EXERCISE
Report how many lines below include the string "Debug". Please keep the reply to that number.

RECORDS TO USE
########

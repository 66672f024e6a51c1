use chrono::{Datelike, NaiveDate, Weekday};

use super::{PickerConfig, YearMonth};

pub const GRID_COLUMNS: usize = 7;
pub const GRID_ROWS:    usize = 6;
pub const GRID_CELLS:   usize = GRID_COLUMNS * GRID_ROWS;

// ─── Cells ────────────────────────────────────────────────────────────────────

/// One position of the 6×7 day body. `date == None` is a blank cell.
#[derive(Debug, Clone, Copy, Default, PartialEq, Eq)]
pub struct GridCell {
    pub date:        Option<NaiveDate>,
    pub enabled:     bool,
    pub highlighted: bool,
}

impl GridCell {
    pub fn day(&self) -> Option<u32> { self.date.map(|d| d.day()) }
    pub fn is_blank(&self) -> bool { self.date.is_none() }
}

/// A freshly computed month grid. Rebuilt on every navigation, never mutated.
#[derive(Debug, Clone, PartialEq, Eq)]
pub struct MonthGrid {
    month: YearMonth,
    cells: [GridCell; GRID_CELLS],
}

impl MonthGrid {
    pub fn month(&self) -> YearMonth { self.month }

    pub fn cells(&self) -> &[GridCell; GRID_CELLS] { &self.cells }

    pub fn cell(&self, index: usize) -> Option<&GridCell> { self.cells.get(index) }

    /// Row-major weeks, always six of them.
    pub fn rows(&self) -> impl Iterator<Item = &[GridCell]> { self.cells.chunks(GRID_COLUMNS) }

    /// The date behind `index` if that cell can be picked.
    pub fn resolve(&self, index: usize) -> Option<NaiveDate> {
        self.cell(index).filter(|c| c.enabled).and_then(|c| c.date)
    }

    pub fn position(&self, date: NaiveDate) -> Option<usize> {
        self.cells.iter().position(|c| c.date == Some(date))
    }

    pub fn highlighted(&self) -> Option<usize> {
        self.cells.iter().position(|c| c.highlighted)
    }

    pub fn first_enabled(&self) -> Option<usize> {
        self.cells.iter().position(|c| c.enabled)
    }

    pub fn enabled_count(&self) -> usize {
        self.cells.iter().filter(|c| c.enabled).count()
    }
}

// ─── Builder ──────────────────────────────────────────────────────────────────

/// Number of cells in front of the 1st when weeks start on `week_start`.
pub fn leading_blanks(first: Weekday, week_start: Weekday) -> u32 {
    (first.num_days_from_monday() + 7 - week_start.num_days_from_monday()) % 7
}

/// Lays `month` out on the 42-cell grid.
///
/// Only days of `month` itself get a date; spill-over days and days outside
/// the configured bounds are blank. Excluded weekdays keep their date but are
/// disabled. The highlight follows `anchor`'s day-of-month, whatever month
/// `anchor` is in.
pub fn build_grid(month: YearMonth, anchor: NaiveDate, config: &PickerConfig) -> MonthGrid {
    let offset = leading_blanks(month.first_day().weekday(), config.week_start()) as usize;
    let total  = month.days() as usize;
    let bounds = config.bounds();

    let mut cells = [GridCell::default(); GRID_CELLS];
    for (index, cell) in cells.iter_mut().enumerate() {
        let Some(day) = (index + 1).checked_sub(offset).filter(|d| (1..=total).contains(d)) else {
            continue;
        };
        let Some(date) = month.day(day as u32) else { continue };
        if !bounds.contains(date) {
            continue;
        }
        cell.date        = Some(date);
        cell.enabled     = !config.is_excluded(date.weekday());
        cell.highlighted = date.day() == anchor.day();
    }

    MonthGrid { month, cells }
}

#[cfg(test)]
mod tests {
    use super::*;
    use crate::calendar::Picker;

    fn ymd(y: i32, m: u32, d: u32) -> NaiveDate {
        NaiveDate::from_ymd_opt(y, m, d).unwrap()
    }

    fn month(y: i32, m: u32) -> YearMonth {
        YearMonth::new(y, m).unwrap()
    }

    const WEEKDAYS: [Weekday; 7] = [
        Weekday::Mon, Weekday::Tue, Weekday::Wed, Weekday::Thu,
        Weekday::Fri, Weekday::Sat, Weekday::Sun,
    ];

    #[test]
    fn february_2024_sunday_start() {
        let anchor = ymd(2024, 2, 15);
        let grid   = build_grid(YearMonth::of(anchor), anchor, &PickerConfig::default());

        let first_row: Vec<Option<u32>> = grid.rows().next().unwrap().iter().map(GridCell::day).collect();
        assert_eq!(first_row, vec![None, None, None, None, Some(1), Some(2), Some(3)]);

        assert!(grid.position(ymd(2024, 2, 29)).is_some());
        let fifteenth = grid.position(ymd(2024, 2, 15)).unwrap();
        assert!(grid.cells()[fifteenth].highlighted);
        assert_eq!(grid.highlighted(), Some(fifteenth));
    }

    #[test]
    fn always_forty_two_cells_and_one_per_day() {
        let config = PickerConfig::default();
        for year in [1900, 2023, 2024, 2100] {
            for m in 1..=12 {
                let ym   = month(year, m);
                let grid = build_grid(ym, ym.first_day(), &config);
                assert_eq!(grid.cells().len(), GRID_CELLS);
                assert_eq!(grid.rows().count(), GRID_ROWS);
                let dated = grid.cells().iter().filter(|c| !c.is_blank()).count();
                assert_eq!(dated as u32, ym.days(), "{ym}");
            }
        }
    }

    #[test]
    fn leading_blanks_match_every_week_start() {
        for start in WEEKDAYS {
            let mut picker = Picker::new(ymd(2024, 1, 1));
            picker.week_start(start);
            let config = picker.build();
            for m in 1..=12 {
                let ym    = month(2024, m);
                let grid  = build_grid(ym, ym.first_day(), &config);
                let first = grid.cells().iter().position(|c| !c.is_blank()).unwrap();
                assert_eq!(first as u32, leading_blanks(ym.first_day().weekday(), start));
                assert_eq!(grid.cells()[first].date, Some(ym.first_day()));

                // every column holds a single weekday, counted from `start`
                for (index, cell) in grid.cells().iter().enumerate() {
                    if let Some(date) = cell.date {
                        let column = (index % GRID_COLUMNS) as u32;
                        assert_eq!(
                            date.weekday().num_days_from_monday(),
                            (start.num_days_from_monday() + column) % 7,
                            "{date} in column {column}",
                        );
                    }
                }
            }
        }
    }

    #[test]
    fn week_start_shifts_the_first_column() {
        // June 2025 starts on a Sunday
        let ym = month(2025, 6);
        let mut picker = Picker::new(ym.first_day());
        picker.week_start(Weekday::Mon);
        let grid = build_grid(ym, ym.first_day(), &picker.build());
        assert_eq!(grid.cells()[6].date, Some(ym.first_day()));

        picker.week_start(Weekday::Sun);
        let grid = build_grid(ym, ym.first_day(), &picker.build());
        assert_eq!(grid.cells()[0].date, Some(ym.first_day()));

        // a Sunday 1st lands four columns in when weeks start on Wednesday
        picker.week_start(Weekday::Wed);
        let grid = build_grid(ym, ym.first_day(), &picker.build());
        assert_eq!(grid.cells()[4].date, Some(ym.first_day()));
    }

    #[test]
    fn six_row_months_fit() {
        // March 2025: Saturday 1st, 31 days, Sunday start -> 6 rows
        let ym   = month(2025, 3);
        let grid = build_grid(ym, ym.first_day(), &PickerConfig::default());
        assert_eq!(grid.cells()[6].date, Some(ym.first_day()));
        assert_eq!(grid.cells()[36].date, Some(ymd(2025, 3, 31)));
        assert!(grid.cells()[37..].iter().all(GridCell::is_blank));
    }

    #[test]
    fn excluded_weekdays_are_disabled() {
        let anchor = ymd(2024, 5, 10);
        let mut picker = Picker::new(anchor);
        picker.exclude([Weekday::Sat, Weekday::Sun]);
        let grid = build_grid(YearMonth::of(anchor), anchor, &picker.build());

        for cell in grid.cells() {
            let Some(date) = cell.date else {
                assert!(!cell.enabled);
                continue;
            };
            let weekend = matches!(date.weekday(), Weekday::Sat | Weekday::Sun);
            assert_eq!(cell.enabled, !weekend, "{date}");
        }
        assert_eq!(grid.enabled_count(), 23);
    }

    #[test]
    fn excluding_everything_leaves_nothing_selectable() {
        let anchor = ymd(2024, 5, 10);
        let mut picker = Picker::new(anchor);
        picker.exclude(WEEKDAYS);
        let grid = build_grid(YearMonth::of(anchor), anchor, &picker.build());
        assert_eq!(grid.enabled_count(), 0);
        assert_eq!(grid.first_enabled(), None);
        assert!((0..GRID_CELLS).all(|i| grid.resolve(i).is_none()));
        // the days are still shown
        assert_eq!(grid.cells().iter().filter(|c| !c.is_blank()).count(), 31);
    }

    #[test]
    fn out_of_bounds_days_are_blank() {
        let anchor = ymd(2024, 3, 20);
        let mut picker = Picker::new(anchor);
        picker.earliest(ymd(2024, 3, 15)).unwrap().latest(ymd(2024, 3, 25)).unwrap();
        let grid = build_grid(YearMonth::of(anchor), anchor, &picker.build());

        let days: Vec<u32> = grid.cells().iter().filter_map(GridCell::day).collect();
        assert_eq!(days, (15..=25).collect::<Vec<_>>());
        assert!(grid.position(ymd(2024, 3, 14)).is_none());
        assert!(grid.cells().iter().filter(|c| c.is_blank()).all(|c| !c.enabled && !c.highlighted));
    }

    #[test]
    fn highlight_follows_anchor_day_in_other_months() {
        let anchor = ymd(2024, 2, 15);
        let config = PickerConfig::default();
        let grid   = build_grid(month(2024, 5), anchor, &config);
        let idx    = grid.highlighted().unwrap();
        assert_eq!(grid.cells()[idx].date, Some(ymd(2024, 5, 15)));
        assert_eq!(grid.cells().iter().filter(|c| c.highlighted).count(), 1);

        // no 31st in April
        let grid = build_grid(month(2024, 4), ymd(2024, 1, 31), &config);
        assert_eq!(grid.highlighted(), None);
    }

    #[test]
    fn excluded_anchor_day_is_still_highlighted() {
        // 2024-02-17 is a Saturday
        let anchor = ymd(2024, 2, 17);
        let mut picker = Picker::new(anchor);
        picker.exclude([Weekday::Sat]);
        let grid = build_grid(YearMonth::of(anchor), anchor, &picker.build());
        let cell = grid.cells()[grid.highlighted().unwrap()];
        assert_eq!(cell.date, Some(anchor));
        assert!(!cell.enabled);
        assert_eq!(grid.resolve(grid.highlighted().unwrap()), None);
    }

    #[test]
    fn build_is_deterministic() {
        let anchor = ymd(2031, 7, 4);
        let config = PickerConfig::default();
        assert_eq!(
            build_grid(YearMonth::of(anchor), anchor, &config),
            build_grid(YearMonth::of(anchor), anchor, &config),
        );
    }

    #[test]
    fn resolve_rejects_out_of_range_index() {
        let anchor = ymd(2024, 2, 15);
        let grid   = build_grid(YearMonth::of(anchor), anchor, &PickerConfig::default());
        assert_eq!(grid.resolve(GRID_CELLS), None);
        assert_eq!(grid.resolve(0), None);
        assert_eq!(grid.resolve(4), Some(ymd(2024, 2, 1)));
    }
}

########

TASK RESPONSE
2